Today Spanish quartet Hinds – Carlotta Cosials, Ana Perrotte, Ade Martin and Amber Grimbergen – announce their long-awaited second record I Don’t Run. Out April 6 via Lucky Number, the new album shows a bigger, better, faster, funnier, more dexterous Hinds. Co-produced by the band and Gordon Raphael [The Strokes, Regina Spektor], and engineered by Shawn Everett [Alabama Shakes, Perfume Genius, The War On Drugs, John Legend], I Don’t Run is the product of a band fighting for their place, a band unwilling to rely upon their successes, a band who have just begun to prove themselves, and a band who plays hard but works even harder.

Hinds’ breakout debut album Leave Me Alone may have been an album of party anthems drenched in metaphors, but with I Don’t Run, it’s time to cut right to the chase. Some might expect them to write songs about being happy, young and carefree – “but we’re not satisfied with that,” explains guitarist Ana Perrote. “On this album the struggles are clear. We want to be brave.” I Don’t Run is Hinds’ return with an honest reflection on a period that changed their lives beyond their wildest imaginations.
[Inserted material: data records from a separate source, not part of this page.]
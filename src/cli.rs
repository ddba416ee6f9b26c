//! Command-line interface definitions for AI Pulse.
//!
//! Every option has a default and an environment variable, so the scheduled
//! collector runs as a bare `ai_pulse collect`.

use clap::{Args, Parser, Subcommand};
use std::path::PathBuf;

/// Default model handed to the agent runtime.
pub const DEFAULT_MODEL: &str = "claude-haiku-4-5-20251001";

/// Command-line arguments for AI Pulse.
///
/// # Examples
///
/// ```sh
/// # Scheduled collection run
/// ai_pulse collect
///
/// # Browse the local snapshot
/// ai_pulse read
///
/// # Browse a deployed snapshot
/// ai_pulse read --source https://example.github.io/ai-pulse/
///
/// # Audit the snapshot against the allowlist
/// ai_pulse check
/// ```
#[derive(Parser, Debug)]
#[command(author, version, about)]
pub struct Cli {
    #[command(subcommand)]
    pub command: Command,
}

#[derive(Subcommand, Debug)]
pub enum Command {
    /// Run the news-collecting agent once and record its session
    Collect(CollectArgs),
    /// Browse the news snapshot in the terminal
    Read(ReadArgs),
    /// Check the snapshot for duplicate, malformed, or unlisted articles
    Check(CheckArgs),
}

#[derive(Args, Debug, Clone)]
pub struct CollectArgs {
    /// Directory holding current.json and session.json
    #[arg(long, env = "AI_PULSE_DATA_DIR", default_value = "data")]
    pub data_dir: PathBuf,

    /// Directory holding whitelist.json
    #[arg(long, env = "AI_PULSE_CONFIG_DIR", default_value = "config")]
    pub config_dir: PathBuf,

    /// Model identifier passed to the agent runtime
    #[arg(long, env = "AI_PULSE_MODEL", default_value = DEFAULT_MODEL)]
    pub model: String,

    /// Agent runtime executable
    #[arg(long, env = "AI_PULSE_AGENT_BIN", default_value = "claude")]
    pub agent_bin: PathBuf,

    /// Language the article summaries are written in
    #[arg(long, env = "AI_PULSE_SUMMARY_LANGUAGE", default_value = "Japanese")]
    pub summary_language: String,
}

#[derive(Args, Debug, Clone)]
pub struct ReadArgs {
    /// Base URL of the deployed site, or a local snapshot file or directory
    #[arg(long, env = "AI_PULSE_SOURCE", default_value = ".")]
    pub source: String,

    /// File the reader writes its logs to
    #[arg(long, env = "AI_PULSE_LOG_FILE", default_value = "ai_pulse.log")]
    pub log_file: PathBuf,
}

#[derive(Args, Debug, Clone)]
pub struct CheckArgs {
    /// Snapshot file to check
    #[arg(long, env = "AI_PULSE_SNAPSHOT", default_value = "data/current.json")]
    pub snapshot: PathBuf,

    /// Allowlist to check sources against
    #[arg(long, env = "AI_PULSE_WHITELIST", default_value = "config/whitelist.json")]
    pub whitelist: PathBuf,
}
//! Terminal reader for the news snapshot.
//!
//! Loads the snapshot once, then shows the filtered and sorted list with a
//! detail dialog. Cards open on Enter or a click. Loads run on a background
//! task so the spinner keeps turning; `r` discards the current view and loads
//! again.

pub mod detail;
pub mod feed;
pub mod loader;
pub mod render;
pub mod state;

use crossterm::{
    ExecutableCommand,
    event::{self, DisableMouseCapture, EnableMouseCapture, Event, KeyEventKind},
    terminal::{EnterAlternateScreen, LeaveAlternateScreen, disable_raw_mode, enable_raw_mode},
};
use loader::{LoadError, SnapshotSource, fetch_snapshot};
use ratatui::prelude::*;
use state::{ReaderAction, ReaderState};
use std::error::Error;
use std::io::stdout;
use std::time::Duration;
use tokio::sync::mpsc;
use tracing::{debug, info};

type LoadResult = (u64, Result<crate::models::NewsSnapshot, LoadError>);

/// Run the reader until the user quits.
pub async fn run_reader(source: SnapshotSource) -> Result<(), Box<dyn Error>> {
    enable_raw_mode()?;
    stdout().execute(EnterAlternateScreen)?;
    stdout().execute(EnableMouseCapture)?;
    let mut terminal = Terminal::new(CrosstermBackend::new(stdout()))?;

    let result = reader_loop(&mut terminal, source).await;

    disable_raw_mode()?;
    stdout().execute(DisableMouseCapture)?;
    stdout().execute(LeaveAlternateScreen)?;

    result
}

fn spawn_load(source: &SnapshotSource, generation: u64, tx: &mpsc::UnboundedSender<LoadResult>) {
    let source = source.clone();
    let tx = tx.clone();
    tokio::spawn(async move {
        let result = fetch_snapshot(&source).await;
        // The receiver is gone only once the reader has exited.
        let _ = tx.send((generation, result));
    });
}

async fn reader_loop(
    terminal: &mut Terminal<CrosstermBackend<std::io::Stdout>>,
    source: SnapshotSource,
) -> Result<(), Box<dyn Error>> {
    let (tx, mut rx) = mpsc::unbounded_channel::<LoadResult>();
    let mut state = ReaderState::new();
    info!(%source, "Reader started");
    spawn_load(&source, state.generation, &tx);

    loop {
        while let Ok((generation, result)) = rx.try_recv() {
            debug!(generation, ok = result.is_ok(), "Load finished");
            state.finish_load(generation, result);
        }

        let size = terminal.size()?;
        state.resize(Rect::new(0, 0, size.width, size.height));
        terminal.draw(|f| render::draw(f, &state))?;

        if event::poll(Duration::from_millis(100))? {
            match event::read()? {
                Event::Key(key) if key.kind == KeyEventKind::Press => {
                    match state.handle_key(key) {
                        ReaderAction::Quit => break,
                        ReaderAction::Reload => {
                            let generation = state.reload();
                            info!(generation, "Reloading");
                            spawn_load(&source, generation, &tx);
                        }
                        ReaderAction::None => {}
                    }
                }
                Event::Mouse(mouse) => state.handle_mouse(mouse),
                _ => {}
            }
        }

        state.tick();
        tokio::task::yield_now().await;
    }

    info!("Reader closed");
    Ok(())
}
Since 2014, the band has been on a globetrotting run. They’ve never professed to being error-free, and they’re all the more brazen for it having survived everything that’s been thrown at them: world tours, sold-out crowds, harsh criticism, sexism, and all that lies in-between. Hinds have become better musicians, tighter friends and tougher characters.
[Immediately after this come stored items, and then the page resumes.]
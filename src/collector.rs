//! The collection run: one agent task, streamed to the log, with session
//! bookkeeping on either side.
//!
//! # Run sequence
//!
//! 1. Load the allowlist and the current snapshot (for logging and auditing)
//! 2. Load the previous session pointer, if any
//! 3. Start the agent with the collection task, resuming the session
//! 4. Stream agent output to the log, capturing the new session id
//! 5. Save the session id
//! 6. Re-read the snapshot, log how many articles were added and any
//!    integrity problems
//!
//! Steps 1, 2, 5 and 6 never fail the run. Anything that goes wrong in
//! steps 3 and 4 does.

use crate::agent::{AgentError, AgentMessage, AgentRuntime, AgentTask, ContentBlock};
use crate::config::{CollectorSettings, load_whitelist};
use crate::models::{NewsSnapshot, Whitelist};
use crate::session::SessionBookkeeper;
use crate::snapshot::{known_urls, read_snapshot_or_empty, validate};
use crate::utils::truncate_for_log;
use futures::StreamExt;
use tracing::{debug, info, instrument, warn};

/// What a collection run did.
#[derive(Debug, Clone, Default, PartialEq)]
pub struct CollectionReport {
    /// Session the run resumed, if any.
    pub resumed: Option<String>,
    /// Session id reported by the agent's `init` message.
    pub session_id: Option<String>,
    /// Completion subtype from the agent's `result` message.
    pub outcome: Option<String>,
    pub tool_calls: usize,
    pub articles_before: usize,
    pub articles_after: usize,
    /// Articles whose URL was not in the snapshot before the run.
    pub articles_added: usize,
    pub issues: usize,
}

/// Logs agent messages and records what the collector needs from them.
#[derive(Debug, Default)]
pub struct StreamObserver {
    pub session_id: Option<String>,
    pub outcome: Option<String>,
    pub tool_calls: usize,
}

impl StreamObserver {
    pub fn observe(&mut self, message: &AgentMessage) {
        if let Some(id) = message.init_session_id() {
            if self.session_id.is_none() {
                info!(session_id = %id, "Agent session started");
                self.session_id = Some(id.to_string());
            } else {
                debug!(session_id = %id, "Ignoring repeated init message");
            }
            return;
        }

        match message {
            AgentMessage::Assistant { message } => {
                for block in &message.content {
                    match block {
                        ContentBlock::Text { text } => {
                            info!(target: "ai_pulse::agent", "{}", truncate_for_log(text, 2000))
                        }
                        ContentBlock::ToolUse { name } => {
                            self.tool_calls += 1;
                            info!(tool = %name, "Tool: {}", name);
                        }
                        ContentBlock::Other => {}
                    }
                }
            }
            AgentMessage::Result {
                subtype,
                is_error,
                num_turns,
                duration_ms,
                total_cost_usd,
            } => {
                if *is_error || subtype != "success" {
                    warn!(%subtype, ?num_turns, ?duration_ms, ?total_cost_usd, "Agent finished with errors");
                } else {
                    info!(%subtype, ?num_turns, ?duration_ms, ?total_cost_usd, "Agent finished");
                }
                self.outcome = Some(subtype.clone());
            }
            AgentMessage::System { subtype, .. } => debug!(%subtype, "Agent system message"),
            AgentMessage::Other => {}
        }
    }
}

/// Run one collection through `runtime`.
///
/// # Errors
///
/// Returns the agent error if the runtime cannot be started, the stream
/// fails, or the agent exits unsuccessfully. The session pointer is not
/// updated in that case.
#[instrument(level = "info", skip_all, fields(model = %settings.model))]
pub async fn run_collection<R: AgentRuntime>(
    runtime: &R,
    settings: &CollectorSettings,
) -> Result<CollectionReport, AgentError> {
    let snapshot_path = settings.resolve(&settings.snapshot_path());
    let bookkeeper = SessionBookkeeper::in_dir(&settings.resolve(&settings.data_dir));

    let whitelist = match load_whitelist(&settings.resolve(&settings.whitelist_path())).await {
        Ok(wl) => Some(wl),
        Err(e) => {
            warn!(error = %e, "Allowlist unavailable; the agent will report its own failure");
            None
        }
    };

    let before = read_or_warn(&snapshot_path).await;
    let articles_before = before.as_ref().map_or(0, |s| s.news.len());
    info!(articles = articles_before, "Snapshot before collection");

    let previous = bookkeeper.load().await;
    let resumed = previous.map(|p| p.session_id);
    match &resumed {
        Some(id) => info!(session_id = %id, "Resuming session"),
        None => info!("Starting a new session"),
    }

    let task = AgentTask::collection(settings, resumed.clone());
    let mut stream = runtime.query(&task).await?;

    let mut observer = StreamObserver::default();
    while let Some(message) = stream.next().await {
        observer.observe(&message?);
    }

    match &observer.session_id {
        Some(id) => bookkeeper.save(id).await,
        None => warn!("Agent reported no session id; session pointer left unchanged"),
    }

    let mut report = CollectionReport {
        resumed,
        session_id: observer.session_id,
        outcome: observer.outcome,
        tool_calls: observer.tool_calls,
        articles_before,
        ..Default::default()
    };

    if let Some(after) = read_or_warn(&snapshot_path).await {
        audit(&mut report, before.as_ref(), &after, whitelist.as_ref());
    }

    info!(
        tool_calls = report.tool_calls,
        before = report.articles_before,
        after = report.articles_after,
        added = report.articles_added,
        issues = report.issues,
        "Collection complete"
    );
    Ok(report)
}

async fn read_or_warn(path: &std::path::Path) -> Option<NewsSnapshot> {
    match read_snapshot_or_empty(path).await {
        Ok(snapshot) => Some(snapshot),
        Err(e) => {
            warn!(path = %path.display(), error = %e, "Snapshot unreadable");
            None
        }
    }
}

fn audit(
    report: &mut CollectionReport,
    before: Option<&NewsSnapshot>,
    after: &NewsSnapshot,
    whitelist: Option<&Whitelist>,
) {
    let known = before.map(known_urls).unwrap_or_default();
    report.articles_after = after.news.len();
    report.articles_added = after
        .news
        .iter()
        .filter(|a| !known.contains(a.url.as_str()))
        .count();

    if report.articles_after < report.articles_before {
        warn!(
            before = report.articles_before,
            after = report.articles_after,
            "Snapshot shrank during collection"
        );
    }

    let issues = validate(after, whitelist);
    for issue in &issues {
        warn!(%issue, "Snapshot integrity problem");
    }
    report.issues = issues.len();
}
To celebrate the announce, Hinds also share I Don’t Run’s first single, “New For You”, with a music video that sees the band dominate the fútbol field. It features Cosials practically screaming “Sometimes I see myself and I can’t stand my show!” before a pining chorus that sees her promise to be her best self for a lover (or perhaps for herself, or even her band of sisters). Beneath the breezy melodies lies a damning self-criticism; a side to Hinds we haven’t seen. They may play as dangerously as any male DIY act, but their reactions to sudden notoriety are imbued with sensitivity; a result perhaps of their inherent femininity, as opposed to a need to push their egos

Of their self-directed music video Cosials says: “I thought it cannot be more Spanish (football) and that it cannot be more a male sport, and that it is good to present a different gender-reality without even trying hard. I think sports are such a good metaphor with life, with goals, passion and suffer.”

After everything they’ve overcome, one might think a band like Hinds would have second album jitters, but think again. Hinds are chomping at the bit and with defiant confidence. “We loved making this album,” says Perrote. “We knew what we wanted and we have what we wanted. This is a new start for us and we’re fucking ready.”